In case you’re curious, Redstone sources about 75% of their honey locally (from Madhava Sweeteners, though I imagine Madhava’s sources are from all over the state), about 25% orange blossom honey out of Arizona, and a trace amount of honey sourced from local beekeepers (when they can get it).
After primary fermentation, there are various aging or secondary fermentation pathways the mead can take depending on whether fruit (or hops) is involved and whether the mead will be carbonated (as Nectar Of The Hops is). I didn’t get many detilas this area—darn, guess I’ll have to go back—so you nuts-and-bolts types may need to settle for a follow-up or, preferably, your own visit to learn more.
When the mead is ready, it will either be bottled still (sans carbonation) with their small bottling setup—no million-dollar, automated bottling line here—or through a counter-pressure filler for their carbonated, bottled Nectar Of The Hops, after which it’s packaged and shipped. I’ve seen their products on tap in a few places, so there’s probably a very small trade in kegs, but bottles is where the bulk of their business is at.
Redstone has also recently started to use a mobile canning line service out of Longmont which cans carbonated versions of their other products—notably Black Raspberry Nectar—which may significantly increase their reach and certainly increases the portability of their product (say, into a National Park, which allows cans but not glass).
At the end of the tour, it was back to the tasting room for more samples. While I was impressed with Nectar Of The Hops and the Pinot Noir Pyment, it was the Cyser that really made my day. It’s also the promised cider tangent and one of my favorite cross-over drinks—apples and honey fermented together. I’ve made Cyser in the past, but usually just in terms of adding a pound or two or honey to my apple juice to boost the alcohol and add honey aroma. This one—an award-winning part of their Redstone Reserve lineup—blew me away. Aged for several years (I believe the one I tried was from 2004), this is a syrupy-sweet, complex, high-alcohol beverage that resembles brandy without distillation. Both apple and honey are powerful flavor elements here–this must contain huge amounts of both. If I ever get up the gumption to buy a bottle, I’ll do a proper review of it for you sometime. Maybe I’ll even try to make a clone and walk you though that process…though the end results will take years to know.
One of the coolest aspects of the Meadery is that it falls under the legal structure of a winery. This is quite nice for consumers, because, unlike beer—whose distribution laws and business structures are a high barrier-to-entry mess which, among other things, prohibits the shipment of beer except by a distributer—you can order mead online and have it delivered to most states. Try doing that with a 6-pack of beer, and you’ll likely get laughed at.

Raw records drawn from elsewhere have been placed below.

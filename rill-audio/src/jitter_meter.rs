use crate::latency_config::LatencyTunerProfile;
use shared::stat::{MovAggregate, MovQuantile};
use shared::time::Nanos;

/// Jitter meter parameters.
///
/// Mean jitter is a moving average over the last `jitter_window` packets.
///
/// Peak jitter is derived in several steps:
///
///  1. A jitter envelope is computed from a short smoothing window
///     (`envelope_smoothing_window_len`) and a leaky peak detector
///     (`envelope_resistance_exponent`, `envelope_resistance_coeff`).
///  2. A moving quantile of the envelope cuts recurring spikes above the
///     quantile line (`peak_quantile_window`, `peak_quantile_coeff`).
///  3. A moving maximum of the quantile over `jitter_window` samples is
///     the resulting peak jitter.
#[derive(Debug, Clone, Copy)]
pub struct JitterMeterConfig {
    /// Number of packets for long-term sliding statistics.
    pub jitter_window: usize,

    /// Number of packets in the small smoothing window feeding the
    /// peak detector.
    pub envelope_smoothing_window_len: usize,

    /// Exponent of the capacitor discharge resistance. Discharge
    /// resistance is `(peak / avg) ^ exponent * coeff`.
    pub envelope_resistance_exponent: f64,

    /// Linear coefficient of the capacitor discharge resistance.
    /// Zero means deduce from the latency profile.
    pub envelope_resistance_coeff: f64,

    /// Number of packets for the envelope quantile window.
    pub peak_quantile_window: usize,

    /// Envelope quantile coefficient in [0; 1], e.g. 0.92 draws the line
    /// above 92% of envelope values.
    pub peak_quantile_coeff: f64,
}

impl Default for JitterMeterConfig {
    fn default() -> Self {
        Self {
            jitter_window: 50_000,
            envelope_smoothing_window_len: 10,
            envelope_resistance_exponent: 6.0,
            envelope_resistance_coeff: 0.0,
            peak_quantile_window: 10_000,
            peak_quantile_coeff: 0.92,
        }
    }
}

impl JitterMeterConfig {
    /// Fill zero-valued settings from the latency tuner profile.
    pub fn deduce_defaults(&mut self, latency_profile: LatencyTunerProfile) {
        if self.envelope_resistance_coeff == 0.0 {
            self.envelope_resistance_coeff =
                if latency_profile == LatencyTunerProfile::Responsive {
                    0.07
                } else {
                    0.10
                };
        }
    }
}

/// Jitter metrics.
#[derive(Debug, Clone, Copy, Default)]
pub struct JitterMetrics {
    /// Moving average of the jitter.
    pub mean_jitter: Nanos,

    /// Moving peak value of the jitter. Similar to a moving maximum,
    /// but excludes short rare spikes that are considered harmless.
    pub peak_jitter: Nanos,

    /// Last jitter value.
    pub curr_jitter: Nanos,

    /// Last jitter envelope value.
    pub curr_envelope: Nanos,
}

/// Jitter metrics calculator.
pub struct JitterMeter {
    config: JitterMeterConfig,
    metrics: JitterMetrics,

    jitter_window: MovAggregate,
    smooth_jitter_window: MovAggregate,
    envelope_window: MovQuantile,
    peak_window: MovAggregate,

    capacitor_charge: Nanos,
    capacitor_discharge_resistance: f64,
    capacitor_discharge_iteration: f64,
}

impl JitterMeter {
    pub fn new(config: JitterMeterConfig) -> Self {
        Self {
            config,
            metrics: JitterMetrics::default(),
            jitter_window: MovAggregate::new(config.jitter_window),
            smooth_jitter_window: MovAggregate::new(config.envelope_smoothing_window_len),
            envelope_window: MovQuantile::new(
                config.peak_quantile_window,
                config.peak_quantile_coeff,
            ),
            peak_window: MovAggregate::new(config.jitter_window),
            capacitor_charge: 0,
            capacitor_discharge_resistance: 0.0,
            capacitor_discharge_iteration: 0.0,
        }
    }

    pub fn metrics(&self) -> JitterMetrics {
        self.metrics
    }

    /// Update metrics with the jitter value of a newly received packet.
    pub fn update_jitter(&mut self, jitter: Nanos) {
        // Moving average of jitter.
        self.jitter_window.add(jitter);

        // Envelope is computed from smoothed jitter and a leaky peak
        // detector.
        self.smooth_jitter_window.add(jitter);
        let envelope = self.update_envelope(
            self.smooth_jitter_window.mov_max(),
            self.jitter_window.mov_avg(),
        );

        // Quantile of the envelope, then moving maximum of the quantile.
        self.envelope_window.add(envelope);
        self.peak_window.add(self.envelope_window.mov_quantile());

        self.metrics.mean_jitter = self.jitter_window.mov_avg();
        self.metrics.peak_jitter = self.peak_window.mov_max();
        self.metrics.curr_jitter = jitter;
        self.metrics.curr_envelope = envelope;
    }

    // Leaky peak detector ("capacitor"). The envelope must stay above
    // regular repeating spikes typical for wireless networks, while
    // ignoring occasional small outliers; without the capacitor, spikes
    // would be too thin for the quantile to see them.
    //
    // A peak re-charges the capacitor instantly; the discharge resistance
    // is proportional to how high the peak is relative to the average, so
    // abnormally high or frequent peaks keep the envelope (and hence its
    // quantile) up, while low rare peaks decay quickly.
    fn update_envelope(&mut self, cur_jitter: Nanos, avg_jitter: Nanos) -> Nanos {
        if self.capacitor_charge < cur_jitter {
            self.capacitor_charge = cur_jitter;
            self.capacitor_discharge_resistance = (cur_jitter as f64
                / avg_jitter.max(1) as f64)
                .powf(self.config.envelope_resistance_exponent)
                * self.config.envelope_resistance_coeff;
            self.capacitor_discharge_iteration = 0.0;
        } else if self.capacitor_charge > 0 {
            self.capacitor_charge = (self.capacitor_charge as f64
                * (-self.capacitor_discharge_iteration / self.capacitor_discharge_resistance)
                    .exp()) as Nanos;
            self.capacitor_discharge_iteration += 1.0;
        }

        if self.capacitor_charge < 0 {
            self.capacitor_charge = 0;
        }

        self.capacitor_charge
    }
}

#[cfg(test)]
mod tests {
    use super::*;
    use shared::time::MILLISECOND;

    fn meter() -> JitterMeter {
        let mut config = JitterMeterConfig {
            jitter_window: 1000,
            peak_quantile_window: 200,
            ..Default::default()
        };
        config.deduce_defaults(LatencyTunerProfile::Gradual);
        JitterMeter::new(config)
    }

    #[test]
    fn test_peak_not_below_mean() {
        let mut meter = meter();

        for i in 0..2000i64 {
            let jitter = MILLISECOND + (i % 7) * MILLISECOND / 10;
            meter.update_jitter(jitter);
            let metrics = meter.metrics();
            assert!(metrics.peak_jitter >= metrics.mean_jitter);
        }
    }

    #[test]
    fn test_tracks_constant_jitter() {
        let mut meter = meter();

        for _ in 0..500 {
            meter.update_jitter(2 * MILLISECOND);
        }
        let metrics = meter.metrics();
        assert_eq!(metrics.mean_jitter, 2 * MILLISECOND);
        assert_eq!(metrics.curr_jitter, 2 * MILLISECOND);
        assert_eq!(metrics.peak_jitter, 2 * MILLISECOND);
    }

    #[test]
    fn test_recurring_spikes_raise_peak() {
        let mut meter = meter();

        for i in 0..2000i64 {
            // spike every 20 packets
            let jitter = if i % 20 == 0 {
                10 * MILLISECOND
            } else {
                MILLISECOND
            };
            meter.update_jitter(jitter);
        }

        let metrics = meter.metrics();
        // peak should sit near the recurring spike level, well above mean
        assert!(metrics.peak_jitter > 5 * MILLISECOND);
        assert!(metrics.mean_jitter < 2 * MILLISECOND);
    }

    #[test]
    fn test_envelope_decays() {
        let mut meter = meter();

        meter.update_jitter(10 * MILLISECOND);
        let high = meter.metrics().curr_envelope;
        for _ in 0..100 {
            meter.update_jitter(MILLISECOND / 10);
        }
        assert!(meter.metrics().curr_envelope < high);
    }
}
use audio::{JitterMeterConfig, LatencyConfig, SampleSpec};
use fec::codec::CodecConfig;
use fec::{BlockReaderConfig, BlockWriterConfig};
use rtcp::RtcpConfig;
use rtp::PAYLOAD_TYPE_L16_STEREO;
use shared::time::{Nanos, MILLISECOND};

/// Default sample rate, samples per second.
pub const DEFAULT_SAMPLE_RATE: u32 = 44100;

/// Default packet length. 5ms works well on the majority of Wi-Fi
/// networks and allows rather low latencies; lower values may be needed
/// depending on the network MTU.
pub const DEFAULT_PACKET_LENGTH: Nanos = 5 * MILLISECOND;

/// Default latency. 200ms works well on the majority of Wi-Fi networks
/// and is not too annoying; many networks allow less, some need more.
pub const DEFAULT_LATENCY: Nanos = 200 * MILLISECOND;

/// Sender pipeline parameters. Zero-valued fields mean "use default".
#[derive(Debug, Clone)]
pub struct SenderConfig {
    /// FEC codec parameters (scheme None disables FEC).
    pub fec_encoder: CodecConfig,

    /// FEC block dimensions.
    pub fec_writer: BlockWriterConfig,

    /// RTP payload type for audio packets.
    pub payload_type: u8,

    /// Packet length.
    pub packet_length: Nanos,

    /// Shuffle adjacent packets before sending, trading latency for
    /// burst-loss resilience.
    pub enable_interleaving: bool,

    /// Format of frames written into the slot.
    pub input_sample_spec: SampleSpec,

    /// RTCP parameters.
    pub rtcp: RtcpConfig,

    /// Canonical name; empty means generate one.
    pub cname: String,
}

impl Default for SenderConfig {
    fn default() -> Self {
        Self {
            fec_encoder: CodecConfig::default(),
            fec_writer: BlockWriterConfig::default(),
            payload_type: 0,
            packet_length: 0,
            enable_interleaving: false,
            input_sample_spec: SampleSpec::new(DEFAULT_SAMPLE_RATE, 2),
            rtcp: RtcpConfig::default(),
            cname: String::new(),
        }
    }
}

impl SenderConfig {
    /// Fill zero-valued fields with defaults.
    pub fn deduce_defaults(&mut self) {
        if self.payload_type == 0 {
            self.payload_type = PAYLOAD_TYPE_L16_STEREO;
        }
        if self.packet_length == 0 {
            self.packet_length = DEFAULT_PACKET_LENGTH;
        }
        if self.cname.is_empty() {
            self.cname = format!("rill-{:08x}", rand::random::<u32>());
        }
    }
}

/// Receiver pipeline parameters. Zero-valued fields mean "use default".
#[derive(Debug, Clone)]
pub struct ReceiverConfig {
    /// FEC codec parameters (scheme None disables FEC).
    pub fec_decoder: CodecConfig,

    /// FEC reorder window parameters.
    pub fec_reader: BlockReaderConfig,

    /// Expected RTP payload type.
    pub payload_type: u8,

    /// Latency tuning parameters.
    pub latency: LatencyConfig,

    /// Jitter measurement parameters.
    pub jitter_meter: JitterMeterConfig,

    /// RTCP parameters.
    pub rtcp: RtcpConfig,

    /// Terminate a session when no packets arrived for this long.
    /// Zero means use the RTCP inactivity timeout.
    pub session_timeout: Nanos,

    /// Format of frames read from the slot.
    pub output_sample_spec: SampleSpec,

    /// Canonical name; empty means generate one.
    pub cname: String,
}

impl Default for ReceiverConfig {
    fn default() -> Self {
        Self {
            fec_decoder: CodecConfig::default(),
            fec_reader: BlockReaderConfig::default(),
            payload_type: 0,
            latency: LatencyConfig::default(),
            jitter_meter: JitterMeterConfig::default(),
            rtcp: RtcpConfig::default(),
            session_timeout: 0,
            output_sample_spec: SampleSpec::new(DEFAULT_SAMPLE_RATE, 2),
            cname: String::new(),
        }
    }
}

impl ReceiverConfig {
    /// Fill zero-valued fields with defaults, resolving dependent
    /// settings in order: latency profile first, jitter meter second.
    pub fn deduce_defaults(&mut self) {
        if self.payload_type == 0 {
            self.payload_type = PAYLOAD_TYPE_L16_STEREO;
        }
        self.latency.deduce_defaults(DEFAULT_LATENCY, true);
        self.jitter_meter.deduce_defaults(self.latency.tuner_profile);
        if self.session_timeout == 0 {
            self.session_timeout = self.rtcp.inactivity_timeout;
        }
        if self.cname.is_empty() {
            self.cname = format!("rill-{:08x}", rand::random::<u32>());
        }
    }
}

#[cfg(test)]
mod tests {
    use super::*;
    use audio::LatencyTunerProfile;

    #[test]
    fn test_sender_defaults() {
        let mut config = SenderConfig::default();
        config.deduce_defaults();
        assert_eq!(config.payload_type, PAYLOAD_TYPE_L16_STEREO);
        assert_eq!(config.packet_length, DEFAULT_PACKET_LENGTH);
        assert!(!config.cname.is_empty());
    }

    #[test]
    fn test_receiver_defaults_chain() {
        let mut config = ReceiverConfig::default();
        config.deduce_defaults();
        // profile deduced from the default 200ms latency...
        assert_eq!(config.latency.tuner_profile, LatencyTunerProfile::Gradual);
        // ...and the jitter meter coefficient from the profile
        assert_eq!(config.jitter_meter.envelope_resistance_coeff, 0.10);
        assert_eq!(config.session_timeout, config.rtcp.inactivity_timeout);
    }
}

Here’s Redstone’s store page:
If you do order from them, mention the cidersage blog in the ‘How did you hear about Redstone Meadery?’ section—if they notice, maybe I’ll be able to score an interview with the founder and then share the results with you.
Also, my apologies to John for not capturing him in the photos…my sad little iPhone camera never captured him in anything less than a blur. Next time…
Last but not least, if you’re a home brewer, the bottles Redstone mead comes in are gold—they are durable, swing-top, gasket-sealed bottled which you can use to bottle your own creations. The bottles that get returned to Redstone apparently go to Hop To It, a homebrew store in Boulder, so you might be able to score a few there.